The 2017-18 season was a sitout for Curry, who was diagnosed in the preseason with a stress reaction in his left tibia that required surgery. It was then to the open market for Curry, who really needed a deal to solidify his place as an NBA role player after the injury.
It was Portland who came knocking with a $2.8 million contract that proved enough to lure Curry’s signature. Throughout 74 appearances, Curry averaged 7.9 points on 45.6 percent shooting, which included a 45.0 percent success rate from beyond the arc. Curry’s stats were down due to playing 10 less minutes per game, but ona team like the Timberwolves, he could see those numbers skyrocket.
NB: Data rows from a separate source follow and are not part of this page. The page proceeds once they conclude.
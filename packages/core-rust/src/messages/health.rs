//! Probe payloads: liveness, readiness, and build version.

use serde::{Deserialize, Serialize};

#[derive(Debug, Clone, PartialEq, Eq, Default, Serialize, Deserialize)]
pub struct LivenessRequest {}

#[derive(Debug, Clone, PartialEq, Eq, Default, Serialize, Deserialize)]
pub struct LivenessResponse {
    pub status: String,
}

#[derive(Debug, Clone, PartialEq, Eq, Default, Serialize, Deserialize)]
pub struct ReadinessRequest {}

#[derive(Debug, Clone, PartialEq, Eq, Default, Serialize, Deserialize)]
pub struct ReadinessResponse {
    pub status: String,
}

#[derive(Debug, Clone, PartialEq, Eq, Default, Serialize, Deserialize)]
pub struct VersionRequest {}

/// Build metadata. Field names are `PascalCase` on the wire
/// (`BuildTime`, `Version`, `Commit`).
#[derive(Debug, Clone, PartialEq, Eq, Default, Serialize, Deserialize)]
#[serde(rename_all = "PascalCase")]
pub struct VersionResponse {
    pub build_time: String,
    pub version: String,
    pub commit: String,
}

#[cfg(test)]
mod tests {
    use super::*;

    #[test]
    fn version_uses_pascal_case_keys() {
        let resp = VersionResponse {
            build_time: "2026-01-01T00:00:00Z".to_string(),
            version: "0.1.0".to_string(),
            commit: "abc123".to_string(),
        };
        let value = serde_json::to_value(&resp).unwrap();
        assert_eq!(value["BuildTime"], "2026-01-01T00:00:00Z");
        assert_eq!(value["Version"], "0.1.0");
        assert_eq!(value["Commit"], "abc123");
    }

    #[test]
    fn empty_request_accepts_empty_object() {
        let req: LivenessRequest = serde_json::from_str("{}").unwrap();
        assert_eq!(req, LivenessRequest {});
    }
}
With the upcoming free agency period seeing almost half of the current Timberwolves’ roster on the open market, shooting is going to be a priority for the Wolves to chase. While Curry will likely have many suitors, bringing the younger Curry to Minnesota could bolster the Wolves’ offense to a level we desperately need as we look to contend.
Plus, wouldn’t it be nice to finally have a Curry in Minnesota after we passed on Steph twice in 2009? Too soon?
Either way it’s hard to deny the younger Curry has plenty of talent on his own. The 45.0 percent clip from 3-point range would have Curry ranked first on the Timberwolves’ roster, while the Timberwolves as a whole ranked 20th in the league with a combined 35.1 percent average.
The Wolves further ranked 26th in 3-pointers attempted per game, while successful teams such as Golden State, Houston, Milwaukee and Boston all ranked in the top ten. 3-pointers are not necessarily an indicator of success, but with the way the league is played at the moment it certainly would help to bolster the team’s shooting ability.
The only reason I would urge the Wolves to be cautious on the Seth Curry front is his potential price tag. While the younger Curry shouldn’t be fetching anything outside of the team’s price range, he is likely to garner some interest and the Wolves have a lot of additions to make this offseason.
In my opinion, the Wolves should go into the negotiations with a fixed price in mind and avoid going higher. I’m not sure whether or not Curry’s market will stretch to the $7 million to $8 million per year range, but any higher than that should be too high for the Wolves to consider.
Curry is a capable shooter, and with a minutes increase would likely be a productive role player for the team off the bench. He also has the ability to slot into a starting lineup if Minnesota proves as injury-prone as they were this year. The younger Curry is certainly someone the Timberwolves should be talking to this offseason, however those discussions need to have their price limits.
I’m all for offering Curry a contract in the range of say, 3-years, $15 million, as long as the Timberwolves’ front office can assure Curry has drive to get back to the playoffs and understands the role he has on the team.
I can’t see Curry signing a contract for any less than $4 million unless interested teams see something we can’t, but somewhere between $5 million and $7 million mark per year may be able to get a signature on the dotted line and a Curry in Minnesota.
Seth Curry may prove to be a hotly contested free agent this offseason. That being said, the Minnesota Timberwolves should certainly show an interest in the sharpshooter that could bolster the Wolves 3-point ability.